╭─ Supplied data

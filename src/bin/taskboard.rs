//! Terminal front end for the scheduled-task service.
//!
//! Usage:
//!
//! ```text
//! taskboard [--config FILE] [--base-url URL] [--timeout-ms MS] [--metrics-path PATH] <command>
//! ```
//!
//! Commands:
//!
//! - `show`: load the task list and the metrics together
//! - `list [--at TIME]`: list tasks, deriving status against `TIME` or now
//! - `add NAME --scheduled-time TIME --duration SECS`: create a task
//! - `done ID`: mark a task done
//! - `delete ID`: delete a task
//! - `metrics [--algo KEY]`: show metrics for every or one algorithm
//!
//! Configuration is layered from defaults, the optional TOML file, the
//! `TASKBOARD_*` environment variables and finally the flags above. Logs go
//! to stderr and are filtered through `RUST_LOG` (default `taskboard=info`).

use std::io::{self, Write};
use std::path::PathBuf;
use std::process::ExitCode;
use std::sync::Arc;

use clap::{Parser, Subcommand};
use mockable::DefaultClock;
use thiserror::Error;
use tracing_subscriber::EnvFilter;

use taskboard::client::{ApiClient, ConfigError, ServiceConfig, ServiceError};
use taskboard::metrics::{
    adapters::http::HttpMetricsService,
    domain::{Algorithm, AlgorithmResult},
    ports::MetricsService,
    services::MetricsRefresher,
};
use taskboard::task::{
    adapters::http::HttpTaskService,
    domain::{FixedClock, NewTaskForm, TaskId, TaskRow, parse_timestamp},
    ports::{Notice, NoticeSink},
    services::{DependentViews, MutationError, MutationOrchestrator, TaskRefresher, TaskStore},
};
use taskboard::view::RefreshOutcome;

const DEFAULT_LOG_FILTER: &str = "taskboard=info";

/// Client for a remote scheduled-task service.
#[derive(Parser)]
#[command(name = "taskboard", version, about = "Create, track and complete scheduled tasks")]
struct Cli {
    /// Path to a TOML configuration file.
    #[arg(long, global = true)]
    config: Option<PathBuf>,

    /// Base URL of the service.
    #[arg(long, global = true)]
    base_url: Option<String>,

    /// Per-request timeout in milliseconds.
    #[arg(long, global = true)]
    timeout_ms: Option<u64>,

    /// Path of the metrics endpoint.
    #[arg(long, global = true)]
    metrics_path: Option<String>,

    #[command(subcommand)]
    command: Command,
}

#[derive(Subcommand)]
enum Command {
    /// Load the task list and the metrics together.
    Show,
    /// List tasks with their derived status.
    List {
        /// Derive statuses as of this local time instead of now.
        #[arg(long)]
        at: Option<String>,
    },
    /// Create a task.
    Add {
        /// Task name.
        name: String,
        /// Scheduled start, e.g. `2024-01-01T10:00`.
        #[arg(long)]
        scheduled_time: String,
        /// Planned duration in whole seconds.
        #[arg(long)]
        duration: String,
    },
    /// Mark a task done.
    Done {
        /// Task identifier.
        id: String,
    },
    /// Delete a task.
    Delete {
        /// Task identifier.
        id: String,
    },
    /// Show scheduling metrics.
    Metrics {
        /// Only show this algorithm (`fcfs`, `ljf` or `lifo`).
        #[arg(long)]
        algo: Option<String>,
    },
}

#[derive(Debug, Error)]
enum CliError {
    #[error(transparent)]
    Config(#[from] ConfigError),
    #[error(transparent)]
    Mutation(#[from] MutationError),
    #[error("failed to load tasks: {0}")]
    Tasks(ServiceError),
    #[error("failed to load metrics: {0}")]
    Metrics(ServiceError),
    #[error("invalid time '{0}'")]
    InvalidTime(String),
    #[error("failed to write output: {0}")]
    Output(#[from] io::Error),
}

/// Writes failure notices to stderr.
struct StderrNotices;

impl NoticeSink for StderrNotices {
    fn notify(&self, notice: Notice) {
        if writeln!(io::stderr(), "{notice}").is_err() {
            tracing::warn!(%notice, "failed to write notice");
        }
    }
}

/// The wired task and metrics views.
struct Board {
    tasks: TaskRefresher<HttpTaskService>,
    metrics: MetricsRefresher<HttpMetricsService>,
    metrics_service: Arc<HttpMetricsService>,
    orchestrator: MutationOrchestrator<HttpTaskService>,
}

impl Board {
    fn connect(config: &ServiceConfig) -> Result<Self, ConfigError> {
        let api = ApiClient::new(config)?;
        let task_service = Arc::new(HttpTaskService::new(api.clone()));
        let metrics_service = Arc::new(HttpMetricsService::new(api));

        let store = TaskStore::new();
        let tasks = TaskRefresher::new(Arc::clone(&task_service), store.clone());
        let metrics = MetricsRefresher::new(Arc::clone(&metrics_service));
        let views = DependentViews::new(Arc::new(tasks.clone()), Arc::new(metrics.clone()));
        let orchestrator =
            MutationOrchestrator::new(task_service, store, views, Arc::new(StderrNotices));

        Ok(Self {
            tasks,
            metrics,
            metrics_service,
            orchestrator,
        })
    }

    fn store(&self) -> &TaskStore {
        self.orchestrator.store()
    }
}

#[tokio::main]
async fn main() -> ExitCode {
    tracing_subscriber::fmt()
        .with_env_filter(
            EnvFilter::try_from_default_env().unwrap_or_else(|_| EnvFilter::new(DEFAULT_LOG_FILTER)),
        )
        .with_writer(io::stderr)
        .init();

    let cli = Cli::parse();
    match run(cli).await {
        Ok(()) => ExitCode::SUCCESS,
        Err(CliError::Mutation(MutationError::Service(_))) => ExitCode::FAILURE,
        Err(err) => {
            if writeln!(io::stderr(), "taskboard: {err}").is_err() {
                tracing::error!(error = %err, "command failed");
            }
            ExitCode::FAILURE
        }
    }
}

async fn run(cli: Cli) -> Result<(), CliError> {
    let config = load_config(&cli)?;
    let board = Board::connect(&config)?;
    let mut out = io::stdout().lock();

    match cli.command {
        Command::Show => {
            board.orchestrator.initial_load().await;
            render_tasks(&mut out, &board.store().rows(&DefaultClock))?;
            writeln!(out)?;
            render_metrics(&mut out, board.metrics.snapshot().results())?;
        }
        Command::List { at } => {
            if let RefreshOutcome::Failed(err) = board.tasks.refresh_tasks().await {
                return Err(CliError::Tasks(err));
            }
            let rows = match at {
                Some(raw) => board.store().rows(&clock_at(&raw)?),
                None => board.store().rows(&DefaultClock),
            };
            render_tasks(&mut out, &rows)?;
        }
        Command::Add {
            name,
            scheduled_time,
            duration,
        } => {
            let form = NewTaskForm::new(name, scheduled_time, duration);
            let created = board.orchestrator.add(&form).await?;
            writeln!(out, "Created task {}.", created.id)?;
            render_tasks(&mut out, &board.store().rows(&DefaultClock))?;
        }
        Command::Done { id } => {
            board.orchestrator.mark_done(&TaskId::new(id)).await?;
            render_tasks(&mut out, &board.store().rows(&DefaultClock))?;
        }
        Command::Delete { id } => {
            board.orchestrator.delete(&TaskId::new(id)).await?;
            render_tasks(&mut out, &board.store().rows(&DefaultClock))?;
        }
        Command::Metrics { algo: None } => {
            if let RefreshOutcome::Failed(err) = board.metrics.fetch_metrics().await {
                return Err(CliError::Metrics(err));
            }
            render_metrics(&mut out, board.metrics.snapshot().results())?;
        }
        Command::Metrics { algo: Some(key) } => {
            let result = board
                .metrics_service
                .fetch_algorithm(&Algorithm::from(key.as_str()))
                .await
                .map_err(CliError::Metrics)?;
            render_metrics(&mut out, std::slice::from_ref(&result))?;
        }
    }
    Ok(())
}

fn load_config(cli: &Cli) -> Result<ServiceConfig, ConfigError> {
    let base = match &cli.config {
        Some(path) => ServiceConfig::from_file(path)?,
        None => ServiceConfig::default(),
    };
    let mut config = base.with_process_env()?;
    if let Some(base_url) = &cli.base_url {
        config.base_url.clone_from(base_url);
    }
    if let Some(timeout_ms) = cli.timeout_ms {
        config.timeout_ms = timeout_ms;
    }
    if let Some(metrics_path) = &cli.metrics_path {
        config.metrics_path.clone_from(metrics_path);
    }
    config.validate()?;
    Ok(config)
}

fn clock_at(raw: &str) -> Result<FixedClock, CliError> {
    parse_timestamp(raw)
        .and_then(FixedClock::from_local)
        .ok_or_else(|| CliError::InvalidTime(raw.to_owned()))
}

fn render_tasks(out: &mut impl Write, rows: &[TaskRow]) -> io::Result<()> {
    if rows.is_empty() {
        return writeln!(out, "No tasks.");
    }
    writeln!(
        out,
        "{:<10} {:>5}  {:<24} {:<20} {}",
        "STATUS", "ID", "NAME", "SCHEDULED", "DURATION"
    )?;
    for row in rows {
        let name = if row.struck_through() {
            format!("~{}~", row.record.name)
        } else {
            row.record.name.clone()
        };
        writeln!(
            out,
            "{:<10} {:>5}  {:<24} {:<20} {}",
            row.status.status.label(),
            row.record.id.as_str(),
            name,
            row.record.scheduled_time,
            row.record.duration_label().unwrap_or_default(),
        )?;
    }
    Ok(())
}

fn render_metrics(out: &mut impl Write, results: &[AlgorithmResult]) -> io::Result<()> {
    if results.is_empty() {
        return writeln!(out, "No metrics yet.");
    }
    for result in results {
        writeln!(out, "{}", result.algo.heading())?;
        let chart = result.chart();
        for ((label, waiting), turnaround) in chart
            .labels
            .iter()
            .zip(&chart.waiting)
            .zip(&chart.turnaround)
        {
            writeln!(out, "  {label:<10} waiting {waiting:>6}s  turnaround {turnaround:>6}s")?;
        }
    }
    writeln!(out)?;
    for summary in results.iter().map(AlgorithmResult::summary) {
        writeln!(
            out,
            "{}  Avg WT: {:.2}  Avg TAT: {:.2}  Throughput: {:.4}",
            summary.algo.heading(),
            summary.avg_waiting,
            summary.avg_tat,
            summary.throughput,
        )?;
    }
    Ok(())
}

╰─

The string to find is "MetricsRefresher"; copy every line of the listing that has it.

    services::MetricsRefresher,
    metrics: MetricsRefresher<HttpMetricsService>,
        let metrics = MetricsRefresher::new(Arc::clone(&metrics_service));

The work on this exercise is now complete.